That's a good point! I guess we don't really need to worry about that then unless @peternewman sees any imminent changes.

Even though the library would be decoupled from OLA, I don't really see a reason why a Rust client couldn't live in the main repo along with the rest of the other language clients, especially since older versions would still be available on Crates.io.

One thing I really want to avoid is having it built with Autotools/Automake and installed with make install since that isn't really how it should be installed (it should use Cargo and installed by project, not system-wide). If we put it in this repo I think we may be obligated to build with Autotools.

Since it is built separately the version tags don't line up. The whole OLA repo is tagged at one time. So if there is an update to the Rust binding then we have to increase the tag of the OLA version even though the changes won't touch it. Similarly if there is an update to OLA then the Rust bindings will increase in version without any changes.

I think the versioning also could be confusing for the end-user. Since the proto file hasn't changed in so long, users will probably always want the latest Rust bindings regardless of the underlying OLA version. A newer binding version would probably contain bugfixes or enhancements that work with all OLA versions. However, if the version numbers match then a user will probably tend to try to match the versions and install an older Rust binding version (which is not necessarily correct here, especially if they installed OLA from a distro with a much older version of OLA).

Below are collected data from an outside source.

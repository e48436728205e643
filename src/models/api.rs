use serde::Serialize;

/// Response genérica
#[derive(Debug, Serialize)]
pub struct ApiResponse<T> {
    pub success: bool,
    #[serde(skip_serializing_if = "Option::is_none")]
    pub message: Option<String>,
    #[serde(skip_serializing_if = "Option::is_none")]
    pub data: Option<T>,
}

impl<T> ApiResponse<T> {
    pub fn success(data: T) -> Self {
        Self {
            success: true,
            message: None,
            data: Some(data),
        }
    }

    pub fn success_with_message(data: T, message: String) -> Self {
        Self {
            success: true,
            message: Some(message),
            data: Some(data),
        }
    }

    pub fn message_only(message: String) -> Self {
        Self {
            success: true,
            message: Some(message),
            data: None,
        }
    }
}
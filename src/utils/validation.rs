//! Utilidades de validación
//!
//! Este módulo contiene funciones helper para validación de datos.

use chrono::NaiveDate;
use validator::ValidationError;

/// Validar que el rango de fechas esté bien ordenado (pickup <= return)
pub fn validate_date_range(pickup: NaiveDate, ret: NaiveDate) -> Result<(), ValidationError> {
    if pickup > ret {
        let mut error = ValidationError::new("date_range");
        error.add_param("pickup_date".into(), &pickup.to_string());
        error.add_param("return_date".into(), &ret.to_string());
        return Err(error);
    }
    Ok(())
}

/// Validar que un string no esté vacío
pub fn validate_not_empty(value: &str) -> Result<(), ValidationError> {
    if value.trim().is_empty() {
        let mut error = ValidationError::new("not_empty");
        error.add_param("value".into(), &value.to_string());
        return Err(error);
    }
    Ok(())
}

#[cfg(test)]
mod tests {
    use super::*;

    #[test]
    fn date_range_requires_pickup_before_or_equal_return() {
        let jan_10 = NaiveDate::from_ymd_opt(2024, 1, 10).unwrap();
        let jan_15 = NaiveDate::from_ymd_opt(2024, 1, 15).unwrap();

        assert!(validate_date_range(jan_10, jan_15).is_ok());
        // mismo día es válido (cargo mínimo de 1 día)
        assert!(validate_date_range(jan_10, jan_10).is_ok());
        assert!(validate_date_range(jan_15, jan_10).is_err());
    }

    #[test]
    fn not_empty_rejects_whitespace() {
        assert!(validate_not_empty("Madrid").is_ok());
        assert!(validate_not_empty("   ").is_err());
    }
}
//! Modelo de User
//!
//! Este módulo contiene el struct User, el rol (renter/owner) y los
//! requests/responses de autenticación.

use chrono::{DateTime, Utc};
use serde::{Deserialize, Serialize};
use sqlx::{FromRow, Type};
use uuid::Uuid;
use validator::Validate;

/// Rol del usuario - mapea al ENUM user_role
#[derive(Debug, Clone, Copy, Serialize, Deserialize, Type, PartialEq, Eq)]
#[sqlx(type_name = "user_role", rename_all = "lowercase")]
#[serde(rename_all = "lowercase")]
pub enum UserRole {
    Renter,
    Owner,
}

/// User principal - mapea exactamente a la tabla users
#[derive(Debug, Clone, FromRow)]
pub struct User {
    pub id: Uuid,
    pub name: String,
    pub email: String,
    pub password_hash: String,
    pub role: UserRole,
    pub created_at: DateTime<Utc>,
}

/// Request para registrar un usuario
#[derive(Debug, Deserialize, Validate)]
pub struct RegisterRequest {
    #[validate(length(min = 1, max = 100))]
    pub name: String,

    #[validate(email)]
    pub email: String,

    #[validate(length(min = 8))]
    pub password: String,
}

/// Request de login
#[derive(Debug, Deserialize, Validate)]
pub struct LoginRequest {
    #[validate(email)]
    pub email: String,

    #[validate(length(min = 1))]
    pub password: String,
}

/// Response de usuario para la API - nunca expone el hash de la contraseña
#[derive(Debug, Serialize)]
pub struct UserResponse {
    pub id: Uuid,
    pub name: String,
    pub email: String,
    pub role: UserRole,
    pub created_at: DateTime<Utc>,
}

impl From<User> for UserResponse {
    fn from(user: User) -> Self {
        Self {
            id: user.id,
            name: user.name,
            email: user.email,
            role: user.role,
            created_at: user.created_at,
        }
    }
}

/// Response de autenticación con el token emitido
#[derive(Debug, Serialize)]
pub struct AuthResponse {
    pub success: bool,
    pub message: String,
    pub token: String,
}

#[cfg(test)]
mod tests {
    use super::*;

    #[test]
    fn register_request_rejects_short_password() {
        let request = RegisterRequest {
            name: "Ana".to_string(),
            email: "ana@example.com".to_string(),
            password: "short".to_string(),
        };
        assert!(request.validate().is_err());
    }

    #[test]
    fn register_request_rejects_invalid_email() {
        let request = RegisterRequest {
            name: "Ana".to_string(),
            email: "not-an-email".to_string(),
            password: "supersecret".to_string(),
        };
        assert!(request.validate().is_err());
    }

    #[test]
    fn user_role_serializes_lowercase() {
        assert_eq!(serde_json::to_string(&UserRole::Owner).unwrap(), "\"owner\"");
        assert_eq!(serde_json::to_string(&UserRole::Renter).unwrap(), "\"renter\"");
    }
}
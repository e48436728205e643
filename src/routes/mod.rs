pub mod booking_routes;
pub mod owner_routes;
pub mod user_routes;
use axum::{
    extract::{Extension, State},
    http::StatusCode,
    middleware,
    routing::{get, post},
    Json, Router,
};

use crate::controllers::car_controller::CarController;
use crate::controllers::user_controller::UserController;
use crate::middleware::auth::{auth_middleware, AuthenticatedUser};
use crate::models::api::ApiResponse;
use crate::models::car::CarResponse;
use crate::models::user::{AuthResponse, LoginRequest, RegisterRequest, UserResponse};
use crate::state::AppState;
use crate::utils::errors::AppError;

pub fn create_user_router(state: AppState) -> Router<AppState> {
    let protected = Router::new()
        .route("/data", get(get_user_data))
        .route_layer(middleware::from_fn_with_state(state, auth_middleware));

    Router::new()
        .route("/register", post(register))
        .route("/login", post(login))
        .route("/cars", get(get_cars))
        .merge(protected)
}

async fn register(
    State(state): State<AppState>,
    Json(request): Json<RegisterRequest>,
) -> Result<(StatusCode, Json<AuthResponse>), AppError> {
    let controller = UserController::new(state.pool.clone(), state.config.clone());
    let response = controller.register(request).await?;
    Ok((StatusCode::CREATED, Json(response)))
}

async fn login(
    State(state): State<AppState>,
    Json(request): Json<LoginRequest>,
) -> Result<Json<AuthResponse>, AppError> {
    let controller = UserController::new(state.pool.clone(), state.config.clone());
    let response = controller.login(request).await?;
    Ok(Json(response))
}

async fn get_user_data(
    Extension(user): Extension<AuthenticatedUser>,
    State(state): State<AppState>,
) -> Result<Json<ApiResponse<UserResponse>>, AppError> {
    let controller = UserController::new(state.pool.clone(), state.config.clone());
    let response = controller.get_data(user.user_id).await?;
    Ok(Json(ApiResponse::success(response)))
}

/// Flota pública para el frontend
async fn get_cars(
    State(state): State<AppState>,
) -> Result<Json<ApiResponse<Vec<CarResponse>>>, AppError> {
    let controller = CarController::new(state.pool.clone());
    let cars = controller.list_all().await?;
    Ok(Json(ApiResponse::success(cars)))
}
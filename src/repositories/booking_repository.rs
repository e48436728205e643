//! Repositorio de reservas
//!
//! Contiene la consulta de solapamiento (bordes inclusivos) y la sección
//! crítica check+insert de la creación de reservas, envuelta en una
//! transacción y respaldada por la restricción de exclusión del schema.

use crate::models::booking::{Booking, BookingStatus};
use crate::utils::errors::AppError;
use chrono::{NaiveDate, Utc};
use rust_decimal::Decimal;
use sqlx::PgPool;
use uuid::Uuid;

pub struct BookingRepository {
    pool: PgPool,
}

impl BookingRepository {
    pub fn new(pool: PgPool) -> Self {
        Self { pool }
    }

    /// ¿Existe alguna reserva no cancelada del coche que solape el rango?
    ///
    /// Solapamiento inclusivo: [p1,r1] y [p2,r2] chocan si p1 <= r2 y
    /// p2 <= r1. Tocar bordes cuenta como conflicto (política deliberada:
    /// un coche devuelto el día N no puede recogerse el día N por otro
    /// renter).
    pub async fn exists_overlapping(
        &self,
        car_id: Uuid,
        pickup_date: NaiveDate,
        return_date: NaiveDate,
    ) -> Result<bool, AppError> {
        let result: (bool,) = sqlx::query_as(
            r#"
            SELECT EXISTS(
                SELECT 1 FROM bookings
                WHERE car_id = $1
                  AND status <> 'cancelled'
                  AND pickup_date <= $3
                  AND return_date >= $2
            )
            "#,
        )
        .bind(car_id)
        .bind(pickup_date)
        .bind(return_date)
        .fetch_one(&self.pool)
        .await?;

        Ok(result.0)
    }

    /// Re-chequea disponibilidad e inserta la reserva en una sola
    /// transacción. Si otra instancia gana la carrera a pesar del lock por
    /// coche, la restricción de exclusión del schema rechaza el insert y
    /// se devuelve el mismo CONFLICT que en el chequeo.
    pub async fn create_if_available(
        &self,
        car_id: Uuid,
        owner_id: Uuid,
        user_id: Uuid,
        pickup_date: NaiveDate,
        return_date: NaiveDate,
        price: Decimal,
    ) -> Result<Booking, AppError> {
        let mut tx = self.pool.begin().await?;

        let overlapping: (bool,) = sqlx::query_as(
            r#"
            SELECT EXISTS(
                SELECT 1 FROM bookings
                WHERE car_id = $1
                  AND status <> 'cancelled'
                  AND pickup_date <= $3
                  AND return_date >= $2
            )
            "#,
        )
        .bind(car_id)
        .bind(pickup_date)
        .bind(return_date)
        .fetch_one(&mut *tx)
        .await?;

        if overlapping.0 {
            // rollback implícito al soltar la transacción
            return Err(AppError::Conflict("Car is not available".to_string()));
        }

        let booking = sqlx::query_as::<_, Booking>(
            r#"
            INSERT INTO bookings (
                id, car_id, owner_id, user_id, pickup_date, return_date,
                price, status, created_at
            )
            VALUES ($1, $2, $3, $4, $5, $6, $7, 'pending', $8)
            RETURNING *
            "#,
        )
        .bind(Uuid::new_v4())
        .bind(car_id)
        .bind(owner_id)
        .bind(user_id)
        .bind(pickup_date)
        .bind(return_date)
        .bind(price)
        .bind(Utc::now())
        .fetch_one(&mut *tx)
        .await
        .map_err(map_exclusion_violation)?;

        tx.commit().await?;

        Ok(booking)
    }

    pub async fn find_by_id(&self, id: Uuid) -> Result<Option<Booking>, AppError> {
        let booking = sqlx::query_as::<_, Booking>("SELECT * FROM bookings WHERE id = $1")
            .bind(id)
            .fetch_optional(&self.pool)
            .await?;

        Ok(booking)
    }

    pub async fn find_by_user(&self, user_id: Uuid) -> Result<Vec<Booking>, AppError> {
        let bookings = sqlx::query_as::<_, Booking>(
            "SELECT * FROM bookings WHERE user_id = $1 ORDER BY created_at DESC",
        )
        .bind(user_id)
        .fetch_all(&self.pool)
        .await?;

        Ok(bookings)
    }

    pub async fn find_by_owner(&self, owner_id: Uuid) -> Result<Vec<Booking>, AppError> {
        let bookings = sqlx::query_as::<_, Booking>(
            "SELECT * FROM bookings WHERE owner_id = $1 ORDER BY created_at DESC",
        )
        .bind(owner_id)
        .fetch_all(&self.pool)
        .await?;

        Ok(bookings)
    }

    pub async fn update_status(
        &self,
        id: Uuid,
        status: BookingStatus,
    ) -> Result<Booking, AppError> {
        let booking = sqlx::query_as::<_, Booking>(
            "UPDATE bookings SET status = $2 WHERE id = $1 RETURNING *",
        )
        .bind(id)
        .bind(status)
        .fetch_optional(&self.pool)
        .await?
        .ok_or_else(|| AppError::NotFound("Booking not found".to_string()))?;

        Ok(booking)
    }

    /// Borrado masivo del historial del renter, sin filtrar por estado.
    /// Devuelve cuántas filas se eliminaron.
    pub async fn delete_by_user(&self, user_id: Uuid) -> Result<u64, AppError> {
        let result = sqlx::query("DELETE FROM bookings WHERE user_id = $1")
            .bind(user_id)
            .execute(&self.pool)
            .await?;

        Ok(result.rows_affected())
    }
}

/// SQLSTATE 23P01 = exclusion_violation: otra reserva no cancelada ganó el
/// hueco entre nuestro chequeo y el insert.
fn map_exclusion_violation(e: sqlx::Error) -> AppError {
    if let sqlx::Error::Database(db_err) = &e {
        if db_err.code().as_deref() == Some("23P01") {
            return AppError::Conflict("Car is not available".to_string());
        }
    }
    AppError::Database(e)
}
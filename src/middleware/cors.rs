//! Middleware de CORS
//!
//! Este módulo maneja la configuración de CORS para permitir
//! requests desde diferentes orígenes.

use axum::http::{HeaderName, HeaderValue, Method};
use tower_http::cors::CorsLayer;

/// Crear middleware de CORS configurado para desarrollo
/// NOTA: Permite cualquier origen - solo para desarrollo
pub fn cors_middleware() -> CorsLayer {
    CorsLayer::very_permissive()
}

/// Crear middleware de CORS con orígenes específicos
pub fn cors_middleware_with_origins(origins: Vec<String>) -> CorsLayer {
    let mut cors = CorsLayer::new();

    // Agregar orígenes específicos
    for origin in origins {
        if let Ok(header_value) = HeaderValue::from_str(&origin) {
            cors = cors.allow_origin(header_value);
        }
    }

    cors.allow_methods([
        Method::GET,
        Method::POST,
        Method::PUT,
        Method::DELETE,
        Method::OPTIONS,
    ])
    .allow_headers([
        HeaderName::from_static("authorization"),
        HeaderName::from_static("content-type"),
        HeaderName::from_static("accept"),
        HeaderName::from_static("origin"),
    ])
    .allow_credentials(true)
    .max_age(std::time::Duration::from_secs(3600))
}
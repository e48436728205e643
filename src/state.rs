//! Shared application state
//!
//! Este módulo define el estado compartido de la aplicación que se pasa
//! a través del router de Axum, incluido el registro de locks por coche
//! que serializa la sección crítica check+insert de las reservas.

use sqlx::PgPool;
use std::collections::HashMap;
use std::sync::Arc;
use tokio::sync::{Mutex, RwLock};
use uuid::Uuid;

use crate::config::environment::EnvironmentConfig;

/// Registro de locks de exclusión mutua por coche.
///
/// Dos create_booking concurrentes sobre el mismo coche se serializan aquí
/// (en un despliegue de una sola instancia); la restricción de exclusión de
/// la base de datos sigue siendo la garantía autoritativa para despliegues
/// multi-instancia.
#[derive(Clone, Default)]
pub struct CarLockRegistry {
    locks: Arc<RwLock<HashMap<Uuid, Arc<Mutex<()>>>>>,
}

impl CarLockRegistry {
    pub fn new() -> Self {
        Self::default()
    }

    /// Obtener (o crear) el lock asociado a un coche.
    pub async fn lock_for(&self, car_id: Uuid) -> Arc<Mutex<()>> {
        {
            let locks = self.locks.read().await;
            if let Some(lock) = locks.get(&car_id) {
                return Arc::clone(lock);
            }
        }

        let mut locks = self.locks.write().await;
        Arc::clone(
            locks
                .entry(car_id)
                .or_insert_with(|| Arc::new(Mutex::new(()))),
        )
    }

    /// Número de coches con lock registrado (para inspección en tests)
    pub async fn registered(&self) -> usize {
        self.locks.read().await.len()
    }
}

#[derive(Clone)]
pub struct AppState {
    pub pool: PgPool,
    pub config: EnvironmentConfig,
    pub booking_locks: CarLockRegistry,
}

impl AppState {
    pub fn new(pool: PgPool, config: EnvironmentConfig) -> Self {
        Self {
            pool,
            config,
            booking_locks: CarLockRegistry::new(),
        }
    }
}

#[cfg(test)]
mod tests {
    use super::*;

    #[tokio::test]
    async fn same_car_gets_same_lock() {
        let registry = CarLockRegistry::new();
        let car_id = Uuid::new_v4();

        let a = registry.lock_for(car_id).await;
        let b = registry.lock_for(car_id).await;

        assert!(Arc::ptr_eq(&a, &b));
        assert_eq!(registry.registered().await, 1);
    }

    #[tokio::test]
    async fn different_cars_get_independent_locks() {
        let registry = CarLockRegistry::new();

        let a = registry.lock_for(Uuid::new_v4()).await;
        let b = registry.lock_for(Uuid::new_v4()).await;

        assert!(!Arc::ptr_eq(&a, &b));
        assert_eq!(registry.registered().await, 2);
    }

    #[tokio::test]
    async fn lock_holder_excludes_other_tasks() {
        let registry = CarLockRegistry::new();
        let car_id = Uuid::new_v4();

        let lock = registry.lock_for(car_id).await;
        let guard = lock.lock().await;

        // mientras el guard vive, otro intento sobre el mismo coche no entra
        let other = registry.lock_for(car_id).await;
        assert!(other.try_lock().is_err());

        drop(guard);
        assert!(other.try_lock().is_ok());
    }
}
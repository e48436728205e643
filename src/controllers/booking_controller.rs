//! Booking Lifecycle Manager
//!
//! Crea reservas (revalidando disponibilidad bajo el lock por coche),
//! lista reservas por renter/owner y aplica las transiciones de estado
//! con sus chequeos de propiedad.

use std::collections::HashMap;

use uuid::Uuid;

use crate::middleware::auth::AuthenticatedUser;
use crate::models::booking::{
    rental_price, Booking, BookingResponse, BookingStatus, CancelBookingRequest,
    ChangeStatusRequest, CheckAvailabilityRequest, CreateBookingRequest, OwnerBookingResponse,
    RenterSummary,
};
use crate::models::car::{Car, CarResponse};
use crate::models::user::UserRole;
use crate::repositories::booking_repository::BookingRepository;
use crate::repositories::car_repository::CarRepository;
use crate::repositories::user_repository::UserRepository;
use crate::services::availability_service::AvailabilityService;
use crate::state::{AppState, CarLockRegistry};
use crate::utils::errors::{validation_error, AppError};
use crate::utils::validation::{validate_date_range, validate_not_empty};

pub struct BookingController {
    bookings: BookingRepository,
    cars: CarRepository,
    users: UserRepository,
    availability: AvailabilityService,
    locks: CarLockRegistry,
}

impl BookingController {
    pub fn new(state: &AppState) -> Self {
        Self {
            bookings: BookingRepository::new(state.pool.clone()),
            cars: CarRepository::new(state.pool.clone()),
            users: UserRepository::new(state.pool.clone()),
            availability: AvailabilityService::new(state.pool.clone()),
            locks: state.booking_locks.clone(),
        }
    }

    /// Consulta pública de flota: coches de una ubicación libres en el rango
    pub async fn check_availability(
        &self,
        request: CheckAvailabilityRequest,
    ) -> Result<Vec<CarResponse>, AppError> {
        validate_not_empty(&request.location)
            .map_err(|_| validation_error("location", "location is required"))?;
        validate_date_range(request.pickup_date, request.return_date)
            .map_err(|_| validation_error("pickup_date", "pickup_date must be on or before return_date"))?;

        let cars = self
            .availability
            .list_available_cars(&request.location, request.pickup_date, request.return_date)
            .await?;

        Ok(cars.into_iter().map(CarResponse::from).collect())
    }

    /// Crear una reserva.
    ///
    /// La sección crítica (re-chequeo de disponibilidad + insert) corre con
    /// el lock del coche tomado y dentro de una transacción; la restricción
    /// de exclusión del schema cubre despliegues multi-instancia.
    pub async fn create(
        &self,
        user_id: Uuid,
        request: CreateBookingRequest,
    ) -> Result<BookingResponse, AppError> {
        validate_date_range(request.pickup_date, request.return_date)
            .map_err(|_| validation_error("pickup_date", "pickup_date must be on or before return_date"))?;

        let car = self
            .cars
            .find_by_id(request.car_id)
            .await?
            .ok_or_else(|| AppError::NotFound("Car not found".to_string()))?;

        // un coche borrado (owner en NULL) no se puede reservar: la reserva
        // necesita el snapshot del owner
        let owner_id = car
            .owner_id
            .ok_or_else(|| AppError::NotFound("Car not found".to_string()))?;

        let price = rental_price(car.price_per_day, request.pickup_date, request.return_date);

        let lock = self.locks.lock_for(request.car_id).await;
        let _guard = lock.lock().await;

        let booking = self
            .bookings
            .create_if_available(
                request.car_id,
                owner_id,
                user_id,
                request.pickup_date,
                request.return_date,
                price,
            )
            .await?;

        tracing::info!(
            booking_id = %booking.id,
            car_id = %booking.car_id,
            "booking created"
        );

        Ok(populate_booking(booking, Some(car)))
    }

    /// Reservas del renter, con su coche poblado, más recientes primero
    pub async fn get_user_bookings(
        &self,
        user_id: Uuid,
    ) -> Result<Vec<BookingResponse>, AppError> {
        let bookings = self.bookings.find_by_user(user_id).await?;
        let cars = self.load_cars(&bookings).await?;

        Ok(bookings
            .into_iter()
            .map(|b| {
                let car = cars.get(&b.car_id).cloned();
                populate_booking(b, car)
            })
            .collect())
    }

    /// Reservas sobre los coches del owner, con coche y renter poblados.
    /// Solo accesible con rol owner.
    pub async fn get_owner_bookings(
        &self,
        caller: &AuthenticatedUser,
    ) -> Result<Vec<OwnerBookingResponse>, AppError> {
        if caller.role != UserRole::Owner {
            return Err(AppError::Unauthorized("Unauthorized".to_string()));
        }

        let bookings = self.bookings.find_by_owner(caller.user_id).await?;
        let cars = self.load_cars(&bookings).await?;

        let renter_ids: Vec<Uuid> = bookings.iter().map(|b| b.user_id).collect();
        let renters: HashMap<Uuid, RenterSummary> = self
            .users
            .find_by_ids(&renter_ids)
            .await?
            .into_iter()
            .map(|u| {
                (
                    u.id,
                    RenterSummary {
                        id: u.id,
                        name: u.name,
                        email: u.email,
                    },
                )
            })
            .collect();

        Ok(bookings
            .into_iter()
            .map(|b| OwnerBookingResponse {
                id: b.id,
                car: cars.get(&b.car_id).cloned().map(CarResponse::from),
                renter: renters.get(&b.user_id).map(|r| RenterSummary {
                    id: r.id,
                    name: r.name.clone(),
                    email: r.email.clone(),
                }),
                pickup_date: b.pickup_date,
                return_date: b.return_date,
                price: b.price,
                status: b.status,
                created_at: b.created_at,
            })
            .collect())
    }

    /// El owner confirma o cancela una reserva suya.
    ///
    /// El estado es una enumeración cerrada y solo se aceptan las
    /// transiciones de la tabla (pending→confirmed, pending→cancelled,
    /// confirmed→cancelled).
    pub async fn change_status(
        &self,
        caller_id: Uuid,
        request: ChangeStatusRequest,
    ) -> Result<BookingResponse, AppError> {
        let booking = self
            .bookings
            .find_by_id(request.booking_id)
            .await?
            .ok_or_else(|| AppError::NotFound("Booking not found".to_string()))?;

        if booking.owner_id != caller_id {
            return Err(AppError::Unauthorized("Unauthorized".to_string()));
        }

        if !booking.status.can_transition_to(request.status) {
            return Err(AppError::Conflict(format!(
                "Cannot change booking status from {} to {}",
                booking.status.as_str(),
                request.status.as_str()
            )));
        }

        let updated = self
            .bookings
            .update_status(booking.id, request.status)
            .await?;

        tracing::info!(
            booking_id = %updated.id,
            status = updated.status.as_str(),
            "booking status updated"
        );

        Ok(populate_booking(updated, None))
    }

    /// El renter cancela su propia reserva (idempotencia protegida con
    /// ALREADY_CANCELLED).
    pub async fn cancel(
        &self,
        caller_id: Uuid,
        request: CancelBookingRequest,
    ) -> Result<BookingResponse, AppError> {
        let booking = self
            .bookings
            .find_by_id(request.booking_id)
            .await?
            .ok_or_else(|| AppError::NotFound("Booking not found".to_string()))?;

        if booking.user_id != caller_id {
            return Err(AppError::Unauthorized("Unauthorized".to_string()));
        }

        if booking.status == BookingStatus::Cancelled {
            return Err(AppError::AlreadyCancelled(
                "Booking is already cancelled".to_string(),
            ));
        }

        let updated = self
            .bookings
            .update_status(booking.id, BookingStatus::Cancelled)
            .await?;

        tracing::info!(booking_id = %updated.id, "booking cancelled by renter");

        Ok(populate_booking(updated, None))
    }

    /// Borra todo el historial de reservas del renter y devuelve el total.
    /// No filtra por estado: también elimina pending/confirmed de SU vista;
    /// la vista del owner (indexada por owner_id) no se toca.
    pub async fn clear_all(&self, user_id: Uuid) -> Result<u64, AppError> {
        let deleted = self.bookings.delete_by_user(user_id).await?;
        tracing::info!(user_id = %user_id, deleted, "booking history cleared");
        Ok(deleted)
    }

    async fn load_cars(&self, bookings: &[Booking]) -> Result<HashMap<Uuid, Car>, AppError> {
        let car_ids: Vec<Uuid> = bookings.iter().map(|b| b.car_id).collect();
        let cars = self.cars.find_by_ids(&car_ids).await?;
        Ok(cars.into_iter().map(|c| (c.id, c)).collect())
    }
}

fn populate_booking(booking: Booking, car: Option<Car>) -> BookingResponse {
    BookingResponse {
        id: booking.id,
        car: car.map(CarResponse::from),
        owner_id: booking.owner_id,
        user_id: booking.user_id,
        pickup_date: booking.pickup_date,
        return_date: booking.return_date,
        price: booking.price,
        status: booking.status,
        created_at: booking.created_at,
    }
}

Same with the licencing (and I'm cool with relicensing if needed).

I think we first would need to explore re-licensing the Proto definitions file. I think until we change that all code that compiles it in must be LGPL.

My tendency to move it to MPL (specifically for that one Proto file and the Rust binding) is simply from looking at installations using OLA that I have built/been commissioned for so far. I don't think I would be able to complete the same projects with a Cargo-built OLA statically-linked Rust library where I have used the OLA C++ shared library in the past (this is a licensing limitation, not a technical one).

I like tokio, I made the client I intend people to use over tokio (tokio optional features flag, personally prefer features over separate crates), although adding support for another runtime shouldn't be much work since almost all the code can be shared.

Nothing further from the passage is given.